Thursday, May 29, 2008

Listservs

I'm on quite a few listservs. The bulk of my email every day comes from listservs. I like them, in fact. They're like little snippets of the world outside of my office. But I have to say, I'm getting kind of tired of the archivists' listservs.
How many times can we rehash the same old argument about how digitizing something does not count as "preservation"? I mean, come ON. It happens like every other week--someone writes something about using digitization as a preservation method, and then 10 people jump on that person and tell them that it's not a viable preservation strategy.
I have two problems with the above scenario. One, the person who still thinks that digitization is going to solve their crumbling paper problem. Sit down and read something, anything, about preservation that was written in the past 3 years and you will read that digitization is not a miracle cure. In fact, it's more like giving up the common cold in favor of getting tuberculosis. Sure, your stuffy sinuses will clear up, but you'll have a hacking cough for the next 10 years, and end up in a sanitarium in Colorado.

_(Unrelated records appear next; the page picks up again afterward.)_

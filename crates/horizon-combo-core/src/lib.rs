//! Core systems for Horizon Combo.
//!
//! This crate provides the plumbing that the combo box data-source core is
//! built on top of:
//!
//! - [`Signal`] - a type-safe signal/slot mechanism used for all
//!   core-to-collaborator notifications
//! - [`ThreadAffinity`] - debug verification that UI-thread-bound state is
//!   only touched from the thread that created it
//! - [`logging`] - `tracing` target constants and convenience macros
//!
//! Everything here is deliberately small: the combo box core is a
//! single-threaded, synchronous component, so there is no event loop, no
//! object registry, and no queued signal dispatch. Slots run directly on
//! the emitting thread.
//!
//! # Example
//!
//! ```
//! use horizon_combo_core::Signal;
//!
//! let changed = Signal::<String>::new();
//! changed.connect(|text| println!("changed to {text}"));
//! changed.emit("Beta".to_string());
//! ```

pub mod logging;
pub mod signal;
pub mod thread_check;

pub use signal::{ConnectionGuard, ConnectionId, Signal};
pub use thread_check::ThreadAffinity;
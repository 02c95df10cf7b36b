//! The projection engine: flattening a nested list into popup rows.

use std::hash::Hash;

use super::expansion::ExpansionState;
use super::nested_list::{NestedList, NestedListEntry};
use super::row::{PopupRow, RowLocation, SectionKey};

/// A contiguous run of popup rows backing one top-level
/// [`NestedListEntry`].
///
/// An ungrouped item produces a singleton section; a group produces its
/// header row followed by its children when expanded, or the header alone
/// when collapsed.
///
/// Equality follows [`PopupRow`] identity (render-state excluded).
#[derive(Debug, Clone, PartialEq, Eq)]
pub struct PopupSection<G, I> {
    pub(crate) key: SectionKey<G, I>,
    pub(crate) rows: Vec<PopupRow<G, I>>,
}

impl<G, I> PopupSection<G, I> {
    /// The key identifying this section across projections.
    pub fn key(&self) -> &SectionKey<G, I> {
        &self.key
    }

    /// The section's rows, in display order.
    pub fn rows(&self) -> &[PopupRow<G, I>] {
        &self.rows
    }

    /// Number of rows in this section.
    pub fn len(&self) -> usize {
        self.rows.len()
    }

    /// Returns `true` if the section has no rows.
    ///
    /// Projected sections always contain at least one row; this exists for
    /// hand-built snapshots (the linear sources keep a single section that
    /// may be empty).
    pub fn is_empty(&self) -> bool {
        self.rows.is_empty()
    }
}

/// The flat, ordered projection of a [`NestedList`] under an
/// [`ExpansionState`]: the row sequence the popup actually displays.
///
/// A snapshot is a pure value: [`project`](Snapshot::project) of the same
/// inputs always yields the same snapshot, and nothing in it changes
/// behind the caller's back. Data sources keep the last-applied snapshot
/// and diff new projections against it.
///
/// Equality follows row identity (see [`PopupRow`]); two snapshots that
/// differ only in a header's `expanded` flag compare equal.
#[derive(Debug, Clone, PartialEq, Eq)]
pub struct Snapshot<G, I> {
    sections: Vec<PopupSection<G, I>>,
}

impl<G, I> Default for Snapshot<G, I> {
    fn default() -> Self {
        Self::empty()
    }
}

impl<G, I> Snapshot<G, I> {
    /// Creates a snapshot with no sections.
    pub fn empty() -> Self {
        Self {
            sections: Vec::new(),
        }
    }

    pub(crate) fn from_sections(sections: Vec<PopupSection<G, I>>) -> Self {
        Self { sections }
    }

    /// The sections in display order.
    pub fn sections(&self) -> &[PopupSection<G, I>] {
        &self.sections
    }

    /// Number of sections.
    pub fn section_count(&self) -> usize {
        self.sections.len()
    }

    /// The section at `index`, if any.
    pub fn section(&self, index: usize) -> Option<&PopupSection<G, I>> {
        self.sections.get(index)
    }

    /// Number of rows in the section at `index`, or 0 if out of range.
    pub fn row_count_in(&self, index: usize) -> usize {
        self.sections.get(index).map_or(0, PopupSection::len)
    }

    /// Total number of rows across all sections.
    pub fn total_row_count(&self) -> usize {
        self.sections.iter().map(PopupSection::len).sum()
    }

    /// The row at the given location, or `None` if either index is out of
    /// range.
    ///
    /// Stale locations (e.g. an activation event that raced a content
    /// replacement) resolve to `None` rather than panicking.
    pub fn row_at(&self, location: RowLocation) -> Option<&PopupRow<G, I>> {
        self.sections.get(location.section)?.rows.get(location.row)
    }

    /// Iterates all rows in display order, ignoring section boundaries.
    pub fn rows(&self) -> impl Iterator<Item = &PopupRow<G, I>> {
        self.sections.iter().flat_map(|section| section.rows.iter())
    }

    /// Returns `true` if the snapshot contains no rows.
    pub fn is_empty(&self) -> bool {
        self.sections.iter().all(PopupSection::is_empty)
    }
}

impl<G: Clone + Eq + Hash, I: Clone + Eq + Hash> Snapshot<G, I> {
    /// Projects a nested list into the flat row sequence the popup should
    /// display.
    ///
    /// For each entry, in list order:
    ///
    /// - an ungrouped item becomes a singleton section holding one item
    ///   row;
    /// - a group becomes a section holding its header row, followed by one
    ///   row per child, in original order, only if the group's
    ///   identifier is in `expansion`.
    ///
    /// Runs in O(total items) and is cheap enough to call on every content
    /// or expansion change.
    pub fn project(list: &NestedList<G, I>, expansion: &ExpansionState<G>) -> Self {
        debug_assert!(
            list.validate().is_ok(),
            "nested list contains duplicate group identifiers: {:?}",
            list.validate()
        );

        let sections = list
            .iter()
            .map(|entry| match entry {
                NestedListEntry::Item(item) => PopupSection {
                    key: SectionKey::Item(item.clone()),
                    rows: vec![PopupRow::Item {
                        item: item.clone(),
                        group: None,
                    }],
                },
                NestedListEntry::Group { id, items } => {
                    let expanded = expansion.is_expanded(id);
                    let mut rows =
                        Vec::with_capacity(1 + if expanded { items.len() } else { 0 });
                    rows.push(PopupRow::GroupHeader {
                        id: id.clone(),
                        expanded,
                    });
                    if expanded {
                        rows.extend(items.iter().map(|item| PopupRow::Item {
                            item: item.clone(),
                            group: Some(id.clone()),
                        }));
                    }
                    PopupSection {
                        key: SectionKey::Group(id.clone()),
                        rows,
                    }
                }
            })
            .collect();

        let snapshot = Self { sections };
        tracing::trace!(
            target: "horizon_combo::projection",
            sections = snapshot.section_count(),
            rows = snapshot.total_row_count(),
            "projected nested list"
        );
        snapshot
    }

    /// Returns the index of the section backed by the given group, if the
    /// group is present in this snapshot.
    pub fn section_of_group(&self, id: &G) -> Option<usize> {
        self.sections
            .iter()
            .position(|section| matches!(section.key(), SectionKey::Group(g) if g == id))
    }
}

#[cfg(test)]
mod tests {
    use super::*;

    fn sample_list() -> NestedList<&'static str, &'static str> {
        let mut list = NestedList::new();
        list.push_item("Alpha");
        list.push_group("Beta", vec!["Lambda", "Kappa"]);
        list.push_group("Gamma", vec!["Omega", "Delta", "Epsilon"]);
        list
    }

    #[test]
    fn test_project_all_collapsed() {
        let snapshot = Snapshot::project(&sample_list(), &ExpansionState::new());

        assert_eq!(snapshot.section_count(), 3);
        assert_eq!(snapshot.total_row_count(), 3);

        let rows: Vec<_> = snapshot.rows().collect();
        assert!(matches!(
            rows[0],
            PopupRow::Item {
                item: "Alpha",
                group: None
            }
        ));
        assert!(matches!(
            rows[1],
            PopupRow::GroupHeader {
                id: "Beta",
                expanded: false
            }
        ));
        assert!(matches!(
            rows[2],
            PopupRow::GroupHeader {
                id: "Gamma",
                expanded: false
            }
        ));
    }

    #[test]
    fn test_project_expanded_group() {
        let mut expansion = ExpansionState::new();
        expansion.set_expanded(&"Beta", true);
        let snapshot = Snapshot::project(&sample_list(), &expansion);

        assert_eq!(snapshot.section_count(), 3);
        assert_eq!(snapshot.total_row_count(), 5);
        assert_eq!(snapshot.row_count_in(1), 3);

        let beta = snapshot.section(1).unwrap();
        assert!(matches!(
            beta.rows()[0],
            PopupRow::GroupHeader {
                id: "Beta",
                expanded: true
            }
        ));
        assert!(matches!(
            beta.rows()[1],
            PopupRow::Item {
                item: "Lambda",
                group: Some("Beta")
            }
        ));
        assert!(matches!(
            beta.rows()[2],
            PopupRow::Item {
                item: "Kappa",
                group: Some("Beta")
            }
        ));
    }

    #[test]
    fn test_project_is_pure() {
        let list = sample_list();
        let mut expansion = ExpansionState::new();
        expansion.set_expanded(&"Gamma", true);

        let first = Snapshot::project(&list, &expansion);
        let second = Snapshot::project(&list, &expansion);

        assert_eq!(first, second);
        assert!(
            first
                .rows()
                .zip(second.rows())
                .all(|(a, b)| a.same_display(b))
        );
    }

    #[test]
    fn test_project_empty_list() {
        let list: NestedList<&str, &str> = NestedList::new();
        let snapshot = Snapshot::project(&list, &ExpansionState::new());
        assert!(snapshot.is_empty());
        assert_eq!(snapshot.section_count(), 0);
    }

    #[test]
    fn test_expansion_of_absent_group_is_inert() {
        let mut expansion = ExpansionState::new();
        expansion.set_expanded(&"Delta", true);
        let snapshot = Snapshot::project(&sample_list(), &expansion);
        assert_eq!(snapshot.total_row_count(), 3);
    }

    #[test]
    fn test_row_at_bounds() {
        let snapshot = Snapshot::project(&sample_list(), &ExpansionState::new());

        assert!(snapshot.row_at(RowLocation::new(0, 0)).is_some());
        assert!(snapshot.row_at(RowLocation::new(0, 1)).is_none());
        assert!(snapshot.row_at(RowLocation::new(3, 0)).is_none());
        // Collapsed group: children are not addressable.
        assert!(snapshot.row_at(RowLocation::new(1, 1)).is_none());
    }

    #[test]
    fn test_section_of_group() {
        let snapshot = Snapshot::project(&sample_list(), &ExpansionState::new());
        assert_eq!(snapshot.section_of_group(&"Beta"), Some(1));
        assert_eq!(snapshot.section_of_group(&"Gamma"), Some(2));
        assert_eq!(snapshot.section_of_group(&"Alpha"), None);
    }
}
//! Expansion state: the set of currently-open group identifiers.

use std::collections::HashSet;
use std::hash::Hash;

/// The set of group identifiers whose children are currently visible.
///
/// Owned by a data source, initialized empty, and mutated only by
/// expansion toggles. The state deliberately persists across content
/// replacements: an identifier stays "expanded" even while its group is
/// absent from the current [`NestedList`](super::NestedList), so a group
/// removed and later re-added with the same identifier reappears open.
#[derive(Debug, Clone)]
pub struct ExpansionState<G> {
    expanded: HashSet<G>,
}

impl<G> Default for ExpansionState<G> {
    fn default() -> Self {
        Self {
            expanded: HashSet::new(),
        }
    }
}

impl<G: Clone + Eq + Hash> ExpansionState<G> {
    /// Creates an empty state: every group starts collapsed.
    pub fn new() -> Self {
        Self::default()
    }

    /// Returns `true` if the group with the given identifier is expanded.
    pub fn is_expanded(&self, id: &G) -> bool {
        self.expanded.contains(id)
    }

    /// Sets the expansion of the given group, returning `true` if the
    /// state actually changed.
    ///
    /// Setting a group to its current value is a no-op; callers use the
    /// return value to suppress re-projection and notifications.
    pub fn set_expanded(&mut self, id: &G, expanded: bool) -> bool {
        if expanded {
            self.expanded.insert(id.clone())
        } else {
            self.expanded.remove(id)
        }
    }

    /// Flips the expansion of the given group, returning the new value.
    pub fn toggle(&mut self, id: &G) -> bool {
        let target = !self.is_expanded(id);
        self.set_expanded(id, target);
        target
    }

    /// Number of currently expanded groups.
    pub fn len(&self) -> usize {
        self.expanded.len()
    }

    /// Returns `true` if no group is expanded.
    pub fn is_empty(&self) -> bool {
        self.expanded.is_empty()
    }
}
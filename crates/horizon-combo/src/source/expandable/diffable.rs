//! The snapshot-apply expandable data source.

use std::hash::Hash;

use horizon_combo_core::ThreadAffinity;

use super::{ExpandableDataSource, GroupHeaderCellProvider, ItemCellProvider};
use crate::diff::{PopupUpdate, diff_snapshots};
use crate::model::{ExpansionState, NestedList, PopupRow, RowLocation, Snapshot};
use crate::source::{Activation, ComboBoxDataSource, DataSourceSignals, SelectionCellProvider};

/// An [`ExpandableDataSource`] that reduces every content or expansion
/// change to a minimal identity-keyed patch.
///
/// This is the preferred strategy: the popup view receives exactly the
/// row insertions, removals, and in-place reloads that a change implies,
/// and can animate them smoothly even while the popup is on screen.
///
/// # Example
///
/// ```
/// use horizon_combo::model::{NestedList, NestedListEntry};
/// use horizon_combo::source::expandable::{
///     DiffableExpandableDataSource, ExpandableDataSource,
/// };
///
/// let mut source = DiffableExpandableDataSource::new(
///     |item: Option<&String>| item.cloned().unwrap_or_else(|| "Select...".into()),
///     |_loc, group: &String, expanded| format!("{group} ({expanded})"),
///     |_loc, item: &String, _group| item.clone(),
/// );
///
/// source.set_contents(NestedList::from(vec![
///     NestedListEntry::Item("Alpha".to_string()),
///     NestedListEntry::Group {
///         id: "Beta".to_string(),
///         items: vec!["Lambda".to_string(), "Kappa".to_string()],
///     },
/// ]));
///
/// source.toggle_group(&"Beta".to_string());
/// assert_eq!(source.snapshot().total_row_count(), 4);
/// ```
pub struct DiffableExpandableDataSource<G, I, C> {
    contents: NestedList<G, I>,
    selected_item: Option<I>,
    expansion: ExpansionState<G>,
    /// The last projection handed to the view; diffs are computed against
    /// this.
    snapshot: Snapshot<G, I>,
    signals: DataSourceSignals,
    affinity: ThreadAffinity,
    selection_cell_provider: SelectionCellProvider<I, C>,
    group_header_cell_provider: GroupHeaderCellProvider<G, C>,
    item_cell_provider: ItemCellProvider<G, I, C>,
}

impl<G, I, C> DiffableExpandableDataSource<G, I, C>
where
    G: Clone + Eq + Hash,
    I: Clone + Eq + Hash,
{
    /// Creates a new source that uses the given closures to generate
    /// cells.
    ///
    /// - `selection_cell_provider`: cells representing the currently
    ///   selected item in the combo box itself;
    /// - `group_header_cell_provider`: cells acting as group headers in
    ///   the popup;
    /// - `item_cell_provider`: cells representing selectable items in the
    ///   popup.
    pub fn new<SP, GP, IP>(
        selection_cell_provider: SP,
        group_header_cell_provider: GP,
        item_cell_provider: IP,
    ) -> Self
    where
        SP: Fn(Option<&I>) -> C + 'static,
        GP: Fn(RowLocation, &G, bool) -> C + 'static,
        IP: Fn(RowLocation, &I, Option<&G>) -> C + 'static,
    {
        Self {
            contents: NestedList::new(),
            selected_item: None,
            expansion: ExpansionState::new(),
            snapshot: Snapshot::empty(),
            signals: DataSourceSignals::new(),
            affinity: ThreadAffinity::current(),
            selection_cell_provider: Box::new(selection_cell_provider),
            group_header_cell_provider: Box::new(group_header_cell_provider),
            item_cell_provider: Box::new(item_cell_provider),
        }
    }

    /// Re-projects the popup and publishes the delta against the
    /// previously displayed snapshot.
    fn recalculate_contents(&mut self) {
        let next = Snapshot::project(&self.contents, &self.expansion);
        let patch = diff_snapshots(&self.snapshot, &next);
        self.snapshot = next;

        if patch.is_empty() {
            return;
        }

        tracing::debug!(
            target: "horizon_combo::source",
            ops = patch.op_count(),
            "publishing popup patch"
        );
        self.signals.emit_popup_update(PopupUpdate::Patch(patch));
    }
}

impl<G, I, C> ComboBoxDataSource for DiffableExpandableDataSource<G, I, C>
where
    G: Clone + Eq + Hash,
    I: Clone + Eq + Hash,
{
    type Cell = C;

    fn number_of_sections(&self) -> usize {
        self.snapshot.section_count()
    }

    fn number_of_rows(&self, section: usize) -> usize {
        self.snapshot.row_count_in(section)
    }

    fn selection_cell(&self) -> C {
        (self.selection_cell_provider)(self.selected_item.as_ref())
    }

    fn cell_for_row(&self, location: RowLocation) -> Option<C> {
        match self.snapshot.row_at(location)? {
            PopupRow::GroupHeader { id, expanded } => {
                Some((self.group_header_cell_provider)(location, id, *expanded))
            }
            PopupRow::Item { item, group } => {
                Some((self.item_cell_provider)(location, item, group.as_ref()))
            }
        }
    }

    fn did_select_cell(&mut self, location: RowLocation) -> Activation {
        self.affinity.debug_assert_same_thread();

        let Some(row) = self.snapshot.row_at(location).cloned() else {
            tracing::debug!(
                target: "horizon_combo::source",
                %location,
                "discarding stale row activation"
            );
            return Activation::Ignored;
        };

        match row {
            PopupRow::GroupHeader { id, .. } => {
                self.toggle_group(&id);
                Activation::ToggledGroup
            }
            PopupRow::Item { item, .. } => {
                if self.selected_item.as_ref() == Some(&item) {
                    Activation::Dismissed
                } else {
                    self.selected_item = Some(item);
                    self.signals.selection_changed.emit(());
                    Activation::Selected
                }
            }
        }
    }

    fn signals(&self) -> &DataSourceSignals {
        &self.signals
    }
}

impl<G, I, C> ExpandableDataSource for DiffableExpandableDataSource<G, I, C>
where
    G: Clone + Eq + Hash,
    I: Clone + Eq + Hash,
{
    type GroupId = G;
    type Item = I;

    fn contents(&self) -> &NestedList<G, I> {
        &self.contents
    }

    fn set_contents(&mut self, contents: NestedList<G, I>) {
        self.affinity.debug_assert_same_thread();
        if contents == self.contents {
            return;
        }
        self.contents = contents;
        self.recalculate_contents();
    }

    fn selected_item(&self) -> Option<&I> {
        self.selected_item.as_ref()
    }

    fn set_selected_item(&mut self, item: Option<I>) {
        self.affinity.debug_assert_same_thread();
        self.selected_item = item;
    }

    fn is_group_expanded(&self, id: &G) -> bool {
        self.expansion.is_expanded(id)
    }

    fn set_group_expanded(&mut self, id: &G, expanded: bool) {
        self.affinity.debug_assert_same_thread();
        if !self.expansion.set_expanded(id, expanded) {
            return;
        }
        self.recalculate_contents();
    }

    fn snapshot(&self) -> &Snapshot<G, I> {
        &self.snapshot
    }
}
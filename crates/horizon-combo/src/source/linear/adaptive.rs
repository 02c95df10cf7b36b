//! Strategy-resolving linear data source.

use std::hash::Hash;

use super::{CompatLinearDataSource, DiffableLinearDataSource, LinearDataSource};
use crate::model::RowLocation;
use crate::source::expandable::DiffStrategy;
use crate::source::{Activation, ComboBoxDataSource, DataSourceSignals};

/// A [`LinearDataSource`] that delegates to the best concrete
/// implementation for the hosting environment, chosen once at
/// construction from a [`DiffStrategy`] flag.
pub struct AdaptiveLinearDataSource<I, C> {
    inner: Inner<I, C>,
}

enum Inner<I, C> {
    Snapshot(DiffableLinearDataSource<I, C>),
    Manual(CompatLinearDataSource<I, C>),
}

impl<I, C> AdaptiveLinearDataSource<I, C>
where
    I: Clone + Eq + Hash,
{
    /// Creates a new source backed by the strategy the given capability
    /// flag selects.
    pub fn new<SP, PP>(
        strategy: DiffStrategy,
        selection_cell_provider: SP,
        popup_cell_provider: PP,
    ) -> Self
    where
        SP: Fn(Option<&I>) -> C + 'static,
        PP: Fn(RowLocation, &I) -> C + 'static,
    {
        tracing::debug!(
            target: "horizon_combo::source",
            ?strategy,
            "constructing adaptive linear data source"
        );
        let inner = match strategy {
            DiffStrategy::Snapshot => Inner::Snapshot(DiffableLinearDataSource::new(
                selection_cell_provider,
                popup_cell_provider,
            )),
            DiffStrategy::Manual => Inner::Manual(CompatLinearDataSource::new(
                selection_cell_provider,
                popup_cell_provider,
            )),
        };
        Self { inner }
    }

    /// The strategy this source was constructed with.
    pub fn strategy(&self) -> DiffStrategy {
        match &self.inner {
            Inner::Snapshot(_) => DiffStrategy::Snapshot,
            Inner::Manual(_) => DiffStrategy::Manual,
        }
    }
}

impl<I, C> ComboBoxDataSource for AdaptiveLinearDataSource<I, C>
where
    I: Clone + Eq + Hash,
{
    type Cell = C;

    fn number_of_sections(&self) -> usize {
        match &self.inner {
            Inner::Snapshot(source) => source.number_of_sections(),
            Inner::Manual(source) => source.number_of_sections(),
        }
    }

    fn number_of_rows(&self, section: usize) -> usize {
        match &self.inner {
            Inner::Snapshot(source) => source.number_of_rows(section),
            Inner::Manual(source) => source.number_of_rows(section),
        }
    }

    fn selection_cell(&self) -> C {
        match &self.inner {
            Inner::Snapshot(source) => source.selection_cell(),
            Inner::Manual(source) => source.selection_cell(),
        }
    }

    fn cell_for_row(&self, location: RowLocation) -> Option<C> {
        match &self.inner {
            Inner::Snapshot(source) => source.cell_for_row(location),
            Inner::Manual(source) => source.cell_for_row(location),
        }
    }

    fn did_select_cell(&mut self, location: RowLocation) -> Activation {
        match &mut self.inner {
            Inner::Snapshot(source) => source.did_select_cell(location),
            Inner::Manual(source) => source.did_select_cell(location),
        }
    }

    fn signals(&self) -> &DataSourceSignals {
        match &self.inner {
            Inner::Snapshot(source) => source.signals(),
            Inner::Manual(source) => source.signals(),
        }
    }
}

impl<I, C> LinearDataSource for AdaptiveLinearDataSource<I, C>
where
    I: Clone + Eq + Hash,
{
    type Item = I;

    fn contents(&self) -> &[I] {
        match &self.inner {
            Inner::Snapshot(source) => source.contents(),
            Inner::Manual(source) => source.contents(),
        }
    }

    fn set_contents(&mut self, contents: Vec<I>) {
        match &mut self.inner {
            Inner::Snapshot(source) => source.set_contents(contents),
            Inner::Manual(source) => source.set_contents(contents),
        }
    }

    fn selected_item(&self) -> Option<&I> {
        match &self.inner {
            Inner::Snapshot(source) => source.selected_item(),
            Inner::Manual(source) => source.selected_item(),
        }
    }

    fn set_selected_item(&mut self, item: Option<I>) {
        match &mut self.inner {
            Inner::Snapshot(source) => source.set_selected_item(item),
            Inner::Manual(source) => source.set_selected_item(item),
        }
    }
}
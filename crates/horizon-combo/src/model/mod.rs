//! Content model for the combo box core.
//!
//! This module provides the value types the data sources operate on:
//!
//! - [`NestedList`] / [`NestedListEntry`]: the caller-supplied content,
//!   an ordered mix of top-level items and groups-with-children
//! - [`ExpansionState`]: the set of currently-open group identifiers
//! - [`PopupRow`] / [`SectionKey`] / [`RowLocation`]: row and section
//!   identity within the popup
//! - [`Snapshot`] / [`PopupSection`]: the flat, ordered projection of a
//!   `NestedList` under an `ExpansionState`
//!
//! The model is strictly read-derived: the core never mutates a
//! `NestedList`; content changes are always a wholesale replacement by the
//! caller, followed by a re-projection and a diff against the previously
//! displayed snapshot.

mod expansion;
mod nested_list;
mod row;
mod snapshot;

pub use expansion::ExpansionState;
pub use nested_list::{NestedList, NestedListEntry, NestedListError};
pub use row::{PopupRow, RowLocation, SectionKey};
pub use snapshot::{PopupSection, Snapshot};
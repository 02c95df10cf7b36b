//! Data sources for nested groups-and-items content.
//!
//! Three implementations share one interface:
//!
//! - [`DiffableExpandableDataSource`]: the snapshot-apply strategy. Every
//!   change is reduced to a minimal identity-keyed patch by the diff
//!   engine, so views animate exactly the rows that changed.
//! - [`CompatExpandableDataSource`]: the manual-patch strategy for hosts
//!   without identity-based diffing. Expansion toggles become
//!   hand-computed single-section patches; any other content change falls
//!   back to a full reload.
//! - [`AdaptiveExpandableDataSource`]: delegates to one of the two,
//!   chosen once at construction from a [`DiffStrategy`] capability flag.
//!
//! The three are behaviorally equivalent from the caller's perspective:
//! same visible row order and the same activation semantics and notifications.
//! They differ only in how much of a change the popup view can animate.

use std::hash::Hash;

use super::ComboBoxDataSource;
use crate::model::{NestedList, PopupRow, RowLocation, Snapshot};

mod adaptive;
mod compat;
mod diffable;

pub use adaptive::AdaptiveExpandableDataSource;
pub use compat::CompatExpandableDataSource;
pub use diffable::DiffableExpandableDataSource;

/// A closure that produces a cell for a group header row.
///
/// Receives the row's location, the group's identifier, and whether the
/// group is currently expanded (for chevron state).
pub type GroupHeaderCellProvider<G, C> = Box<dyn Fn(RowLocation, &G, bool) -> C>;

/// A closure that produces a cell for a selectable item row.
///
/// Receives the row's location, the item, and the containing group
/// (`None` for top-level items).
pub type ItemCellProvider<G, I, C> = Box<dyn Fn(RowLocation, &I, Option<&G>) -> C>;

/// Capability flag selecting the patch-computation strategy at
/// construction.
///
/// The hosting environment decides which strategy its view layer
/// supports; the core never probes the environment itself.
#[derive(Debug, Clone, Copy, PartialEq, Eq)]
pub enum DiffStrategy {
    /// The view can apply identity-keyed multi-section patches
    /// ([`DiffableExpandableDataSource`]).
    Snapshot,
    /// The view only supports explicit single-section row edits and full
    /// reloads ([`CompatExpandableDataSource`]).
    Manual,
}

/// The uniform interface of the expandable data-source family.
pub trait ExpandableDataSource: ComboBoxDataSource {
    /// The type identifying groups.
    type GroupId: Clone + Eq + Hash;
    /// The selectable item type.
    type Item: Clone + Eq + Hash;

    /// The current content.
    fn contents(&self) -> &NestedList<Self::GroupId, Self::Item>;

    /// Replaces the content wholesale and brings the popup up to date.
    ///
    /// Replacing the content with an equal list is a complete no-op.
    /// Expansion state persists across replacements.
    fn set_contents(&mut self, contents: NestedList<Self::GroupId, Self::Item>);

    /// The currently selected item, if any.
    fn selected_item(&self) -> Option<&Self::Item>;

    /// Programmatically assigns the selection.
    ///
    /// This is silent: no `selection_changed` is emitted. Only user
    /// commits through `did_select_cell` notify.
    fn set_selected_item(&mut self, item: Option<Self::Item>);

    /// Returns whether the group with the given identifier is expanded.
    fn is_group_expanded(&self, id: &Self::GroupId) -> bool;

    /// Sets the expansion of the given group.
    ///
    /// Setting a group to its current state is a complete no-op: no
    /// patch, no notifications. Otherwise the popup is re-projected,
    /// diffed, and collaborators are notified.
    fn set_group_expanded(&mut self, id: &Self::GroupId, expanded: bool);

    /// Flips the expansion of the given group.
    fn toggle_group(&mut self, id: &Self::GroupId) {
        let target = !self.is_group_expanded(id);
        self.set_group_expanded(id, target);
    }

    /// The currently displayed projection.
    fn snapshot(&self) -> &Snapshot<Self::GroupId, Self::Item>;

    /// The row identity at the given location in the current projection,
    /// or `None` if out of range.
    fn row_at(&self, location: RowLocation) -> Option<&PopupRow<Self::GroupId, Self::Item>> {
        self.snapshot().row_at(location)
    }
}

The other problem I have is the 10 other people. Seriously, one person's response is enough. Do we all need to jump on the bandwagon and let everyone else know that we know what we are doing? As some very smart person said, "Don't ever miss an opportunity to keep your mouth shut." I don't want those 10 self-congratulatory emails in my inbox. I don't really need even one of those emails, but I suppose someone has to tell the person who is considering contracting TB that they're about to get really sick.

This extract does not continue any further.